We had dough balls there, which is basically bread cooked by deep frying. They were kind of like doughnuts, but not sweet. There was a choice of sauces, so we picked nacho cheese. Elliot had a half dozen buffalo wings, and I had a giant jalapeno burger. We also had 5 pops (sodas) between us.
The owner, Ron Thomas, used to have a video store on the site. In 2001, his friend started selling Pizza from the place. Through some business circumstances, Ron ended up acquiring the food part of the business, and they became a full restaurant in 2004. The name is just something that came to him in a dream. He woke up and wrote it down, then later searched the internet, trying to figure out what planted the name in his mind. Finding nothing, he named the place Castamore Zangalotti’s. Ron sat at the end of the counter, and kept us company during lunch.
Ron’s friend Fred walked in a little later.
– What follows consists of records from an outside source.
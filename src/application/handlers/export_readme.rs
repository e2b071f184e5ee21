//! ExportReadmeHandler - Produces the downloadable README artifact.
//!
//! Composes the canonical markdown from current document state and wraps it
//! with the fixed artifact metadata. Pure read path: the store is never
//! mutated, and identical state always yields an identical artifact.

use std::sync::Arc;

use crate::domain::readme::ReadmeStore;
use crate::ports::{ExportedReadme, MarkdownComposer};

/// Handler for exporting the README.
pub struct ExportReadmeHandler {
    store: Arc<ReadmeStore>,
    composer: Arc<dyn MarkdownComposer>,
}

impl ExportReadmeHandler {
    pub fn new(store: Arc<ReadmeStore>, composer: Arc<dyn MarkdownComposer>) -> Self {
        Self { store, composer }
    }

    pub fn handle(&self) -> ExportedReadme {
        let document = self.store.snapshot();
        let markdown = self.composer.compose(&document);
        ExportedReadme::from_markdown(markdown)
    }
}

// ════════════════════════════════════════════════════════════════════════════════
// Tests
// ════════════════════════════════════════════════════════════════════════════════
Fred is building a cabin, and has a couple golf cart batteries hooked to a 120-watt solar panel for power. I think he said the place was 16 x 24 feet, considered small. That’s the opposite of the cabin I dream about on the lava field – I want 10 x 10 feet, with 1200 watts of solar. Both Ron and Fred gave us suggestions for a quieter route to take than Adventure Cycling’s standard. Ron even drew us a map.
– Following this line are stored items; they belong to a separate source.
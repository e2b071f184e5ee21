//! Gemini Generator - Implementation of TextGenerator for the Google
//! Generative Language API.
//!
//! Talks to the `models/{model}:generateContent` REST endpoint with API-key
//! header authentication. Transient failures are retried with exponential
//! backoff up to the configured budget.
//!
//! # Configuration
//!
//! ```ignore
//! let config = GeminiConfig::new(api_key)
//!     .with_model("gemini-pro")
//!     .with_timeout(Duration::from_secs(30));
//!
//! let generator = GeminiTextGenerator::new(config);
//! ```

use async_trait::async_trait;
use reqwest::{Client, Response};
use secrecy::{ExposeSecret, Secret};
use serde::{Deserialize, Serialize};
use std::time::Duration;
use tokio::time::sleep;
use tracing::{debug, warn};

use crate::ports::{
    GeneratedText, GenerationError, GenerationRequest, GeneratorInfo, TextGenerator,
};

/// Configuration for the Gemini generator.
#[derive(Debug, Clone)]
pub struct GeminiConfig {
    /// API key for authentication.
    api_key: Secret<String>,
    /// Model to use (e.g., "gemini-pro").
    pub model: String,
    /// Base URL for the API.
    pub base_url: String,
    /// Request timeout.
    pub timeout: Duration,
    /// Maximum retries on transient failures.
    pub max_retries: u32,
}

impl GeminiConfig {
    /// Creates a new configuration with the given API key.
    pub fn new(api_key: impl Into<String>) -> Self {
        Self {
            api_key: Secret::new(api_key.into()),
            model: "gemini-pro".to_string(),
            base_url: "https://generativelanguage.googleapis.com".to_string(),
            timeout: Duration::from_secs(30),
            max_retries: 3,
        }
    }

    /// Sets the model to use.
    pub fn with_model(mut self, model: impl Into<String>) -> Self {
        self.model = model.into();
        self
    }

    /// Sets the base URL.
    pub fn with_base_url(mut self, url: impl Into<String>) -> Self {
        self.base_url = url.into();
        self
    }

    /// Sets the request timeout.
    pub fn with_timeout(mut self, timeout: Duration) -> Self {
        self.timeout = timeout;
        self
    }

    /// Sets the maximum retry count.
    pub fn with_max_retries(mut self, max_retries: u32) -> Self {
        self.max_retries = max_retries;
        self
    }

    /// Exposes the API key (for making requests).
    fn api_key(&self) -> &str {
        self.api_key.expose_secret()
    }
}

/// Gemini API generator implementation.
pub struct GeminiTextGenerator {
    config: GeminiConfig,
    client: Client,
}

impl GeminiTextGenerator {
    /// Creates a new Gemini generator with the given configuration.
    pub fn new(config: GeminiConfig) -> Self {
        let client = Client::builder()
            .timeout(config.timeout)
            .build()
            .expect("Failed to create HTTP client");

        Self { config, client }
    }

    /// Builds the generateContent endpoint URL.
    fn generate_url(&self) -> String {
        format!(
            "{}/v1beta/models/{}:generateContent",
            self.config.base_url, self.config.model
        )
    }

    /// Converts our request to Gemini's format.
    fn to_gemini_request(&self, request: &GenerationRequest) -> GeminiRequest {
        let generation_config =
            if request.max_output_tokens.is_some() || request.temperature.is_some() {
                Some(GeminiGenerationConfig {
                    max_output_tokens: request.max_output_tokens,
                    temperature: request.temperature,
                })
            } else {
                None
            };

        GeminiRequest {
            contents: vec![GeminiContent {
                parts: vec![GeminiPart {
                    text: request.prompt.clone(),
                }],
            }],
            generation_config,
        }
    }

    /// Sends a request and handles transport-level failures.
    async fn send_request(&self, request: &GenerationRequest) -> Result<Response, GenerationError> {
        let gemini_request = self.to_gemini_request(request);

        self.client
            .post(self.generate_url())
            .header("x-goog-api-key", self.config.api_key())
            .header("Content-Type", "application/json")
            .json(&gemini_request)
            .send()
            .await
            .map_err(|e| {
                if e.is_timeout() {
                    GenerationError::Timeout {
                        timeout_secs: self.config.timeout.as_secs() as u32,
                    }
                } else if e.is_connect() {
                    GenerationError::network(format!("Connection failed: {}", e))
                } else {
                    GenerationError::network(e.to_string())
                }
            })
    }

    /// Parses the API response status and handles errors.
    async fn handle_response_status(&self, response: Response) -> Result<Response, GenerationError> {
        let status = response.status();

        if status.is_success() {
            return Ok(response);
        }

        let error_body = response.text().await.unwrap_or_default();

        match status.as_u16() {
            401 | 403 => Err(GenerationError::AuthenticationFailed),
            429 => {
                let retry_after = Self::parse_retry_after(&error_body);
                Err(GenerationError::rate_limited(retry_after))
            }
            400 | 404 => Err(GenerationError::invalid_request(error_body)),
            500..=599 => Err(GenerationError::unavailable(format!(
                "Server error {}: {}",
                status, error_body
            ))),
            _ => Err(GenerationError::network(format!(
                "Unexpected status {}: {}",
                status, error_body
            ))),
        }
    }

    /// Parses a retry delay from a 429 error body.
    fn parse_retry_after(error_body: &str) -> u32 {
        // Gemini reports RetryInfo as a "retryDelay" like "30s"
        if let Some(idx) = error_body.find("\"retryDelay\"") {
            let rest = &error_body[idx + 12..];
            if let Some(digits_start) = rest.find(|c: char| c.is_ascii_digit()) {
                let digits = &rest[digits_start..];
                if let Some(digits_end) = digits.find(|c: char| !c.is_ascii_digit()) {
                    if let Ok(secs) = digits[..digits_end].parse::<u32>() {
                        return secs;
                    }
                }
            }
        }
        30 // Default retry window
    }

    /// Parses a successful response into generated text.
    async fn parse_response(&self, response: Response) -> Result<GeneratedText, GenerationError> {
        let response = self.handle_response_status(response).await?;

        let gemini_response: GeminiResponse = response
            .json()
            .await
            .map_err(|e| GenerationError::parse(format!("Failed to parse response: {}", e)))?;

        let text = extract_text(gemini_response)?;
        Ok(GeneratedText::new(text, &self.config.model))
    }
}

#[async_trait]
impl TextGenerator for GeminiTextGenerator {
    async fn generate(&self, request: GenerationRequest) -> Result<GeneratedText, GenerationError> {
        debug!(model = %self.config.model, "Dispatching generation request");

        let mut last_error = GenerationError::network("No attempts made");
        let mut retry_count = 0;

        while retry_count <= self.config.max_retries {
            match self.send_request(&request).await {
                Ok(response) => match self.parse_response(response).await {
                    Ok(generated) => return Ok(generated),
                    Err(err) => {
                        if !err.is_retryable() || retry_count >= self.config.max_retries {
                            return Err(err);
                        }
                        last_error = err;
                    }
                },
                Err(err) => {
                    if !err.is_retryable() || retry_count >= self.config.max_retries {
                        return Err(err);
                    }
                    last_error = err;
                }
            }

            // Exponential backoff: 1s, 2s, 4s, ...
            let delay = Duration::from_secs(1 << retry_count);
            warn!(
                attempt = retry_count + 1,
                error = %last_error,
                "Generation attempt failed, backing off"
            );
            sleep(delay).await;
            retry_count += 1;
        }

        Err(last_error)
    }

    fn info(&self) -> GeneratorInfo {
        GeneratorInfo::new("gemini", &self.config.model)
    }
}

/// Extracts the first candidate's text, rejecting empty completions.
fn extract_text(response: GeminiResponse) -> Result<String, GenerationError> {
    let text = response
        .candidates
        .into_iter()
        .next()
        .map(|candidate| {
            candidate
                .content
                .parts
                .into_iter()
                .filter_map(|part| part.text)
                .collect::<Vec<_>>()
                .join("")
        })
        .unwrap_or_default();

    if text.trim().is_empty() {
        return Err(GenerationError::EmptyCompletion);
    }
    Ok(text)
}

// ----- Gemini API Types -----

#[derive(Debug, Serialize)]
struct GeminiRequest {
    contents: Vec<GeminiContent>,
    #[serde(rename = "generationConfig", skip_serializing_if = "Option::is_none")]
    generation_config: Option<GeminiGenerationConfig>,
}

#[derive(Debug, Serialize, Deserialize)]
struct GeminiContent {
    parts: Vec<GeminiPart>,
}

#[derive(Debug, Serialize, Deserialize)]
struct GeminiPart {
    text: String,
}

#[derive(Debug, Serialize)]
#[serde(rename_all = "camelCase")]
struct GeminiGenerationConfig {
    #[serde(skip_serializing_if = "Option::is_none")]
    max_output_tokens: Option<u32>,
    #[serde(skip_serializing_if = "Option::is_none")]
    temperature: Option<f32>,
}

#[derive(Debug, Deserialize)]
struct GeminiResponse {
    #[serde(default)]
    candidates: Vec<GeminiCandidate>,
}

#[derive(Debug, Deserialize)]
struct GeminiCandidate {
    content: GeminiCandidateContent,
}

#[derive(Debug, Deserialize)]
struct GeminiCandidateContent {
    #[serde(default)]
    parts: Vec<GeminiResponsePart>,
}

#[derive(Debug, Deserialize)]
struct GeminiResponsePart {
    text: Option<String>,
}

#[cfg(test)]
mod tests {
    use super::*;

    #[test]
    fn config_builder_works() {
        let config = GeminiConfig::new("test-key")
            .with_model("gemini-1.5-flash")
            .with_base_url("https://custom.api.com")
            .with_timeout(Duration::from_secs(10))
            .with_max_retries(5);

        assert_eq!(config.model, "gemini-1.5-flash");
        assert_eq!(config.base_url, "https://custom.api.com");
        assert_eq!(config.timeout, Duration::from_secs(10));
        assert_eq!(config.max_retries, 5);
        assert_eq!(config.api_key(), "test-key");
    }

    #[test]
    fn generate_url_targets_the_configured_model() {
        let generator = GeminiTextGenerator::new(GeminiConfig::new("k").with_model("gemini-pro"));
        assert_eq!(
            generator.generate_url(),
            "https://generativelanguage.googleapis.com/v1beta/models/gemini-pro:generateContent"
        );
    }

    #[test]
    fn request_serializes_prompt_into_contents() {
        let generator = GeminiTextGenerator::new(GeminiConfig::new("k"));
        let request = GenerationRequest::new("Describe my project")
            .with_max_output_tokens(256)
            .with_temperature(0.5);

        let wire = generator.to_gemini_request(&request);
        let json = serde_json::to_value(&wire).unwrap();

        assert_eq!(
            json["contents"][0]["parts"][0]["text"],
            "Describe my project"
        );
        assert_eq!(json["generationConfig"]["maxOutputTokens"], 256);
        assert_eq!(json["generationConfig"]["temperature"], 0.5);
    }

    #[test]
    fn request_omits_generation_config_when_unset() {
        let generator = GeminiTextGenerator::new(GeminiConfig::new("k"));
        let wire = generator.to_gemini_request(&GenerationRequest::new("p"));

        let json = serde_json::to_value(&wire).unwrap();
        assert!(json.get("generationConfig").is_none());
    }

    #[test]
    fn extract_text_joins_candidate_parts() {
        let response: GeminiResponse = serde_json::from_str(
            r#"{"candidates":[{"content":{"parts":[{"text":"A tool "},{"text":"for READMEs."}]}}]}"#,
        )
        .unwrap();

        assert_eq!(extract_text(response).unwrap(), "A tool for READMEs.");
    }

    #[test]
    fn extract_text_rejects_missing_candidates() {
        let response: GeminiResponse = serde_json::from_str(r#"{"candidates":[]}"#).unwrap();
        assert!(matches!(
            extract_text(response),
            Err(GenerationError::EmptyCompletion)
        ));
    }

    #[test]
    fn extract_text_rejects_whitespace_only_completions() {
        let response: GeminiResponse = serde_json::from_str(
            r#"{"candidates":[{"content":{"parts":[{"text":"  \n "}]}}]}"#,
        )
        .unwrap();

        assert!(matches!(
            extract_text(response),
            Err(GenerationError::EmptyCompletion)
        ));
    }

    #[test]
    fn parse_retry_after_reads_retry_delay() {
        let body = r#"{"error":{"details":[{"retryDelay":"42s"}]}}"#;
        assert_eq!(GeminiTextGenerator::parse_retry_after(body), 42);
    }

    #[test]
    fn parse_retry_after_defaults_without_delay_info() {
        assert_eq!(
            GeminiTextGenerator::parse_retry_after(r#"{"error":{"message":"slow down"}}"#),
            30
        );
    }

    #[test]
    fn info_reports_provider_and_model() {
        let generator =
            GeminiTextGenerator::new(GeminiConfig::new("k").with_model("gemini-1.5-flash"));
        let info = generator.info();

        assert_eq!(info.name, "gemini");
        assert_eq!(info.model, "gemini-1.5-flash");
    }
}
Seeing that there were few campgrounds and no motels further down the road, we decided to head for Caro and call it a day. We arrived at about 4 pm, so had tons of time to shop. Elliot’s left toeclip had come loose (the bolts had fallen off), so we got replacement bolts at ACE hardware. I bought two bottles of “Pink Lemonade Drink” from the Family Dollar store. It was vile! The day was hot and humid, and we had just cycled 13 miles since our last drink, and I still found it unfit for consumption. I later poured it down the sink, although the toilet would have been more appropriate. We looked at each of the three motels in town, and decided that the King’s Way looked good. It had Wi-Fi, and was $55 for a room with 2 queen beds. Nice place, very clean. I saw a waffle maker on the table for continental breakfast – I wonder if they have waffles?
Wal-Mart was right next door to the Motel, so we walked over for groceries, mainly fruit and Gatorade. Elliot got a bag of salad, as he was feeling full from the dough balls.
As we returned to the room, there was a woman sitting on the bench outside. Michigan has a new law, that there is no smoking in ANY motel room. All the motels seem to put either resin chairs or benches outside, with ashtrays. It’s also a good place to just sit and visit on a warm evening. I started chatting with Mary, and ended up spending more than an hour listening to her stories. She had medical stories (heart attack and stroke), and told me how she got engaged to her late husband after only a few weeks (he was on 30-day leave from Vietnam). Mary lived nearby, but was visiting a friend who was living in the motel while the insurance rebuilt her burned-down house. I wished I had more time to make a recording.
We rode only 40 miles that day.
Tomorrow, there is a campground 20 miles away, another campground 58 miles away, and a motel 94 miles away. We’re going for the motel, so you probably won’t hear from us for a while.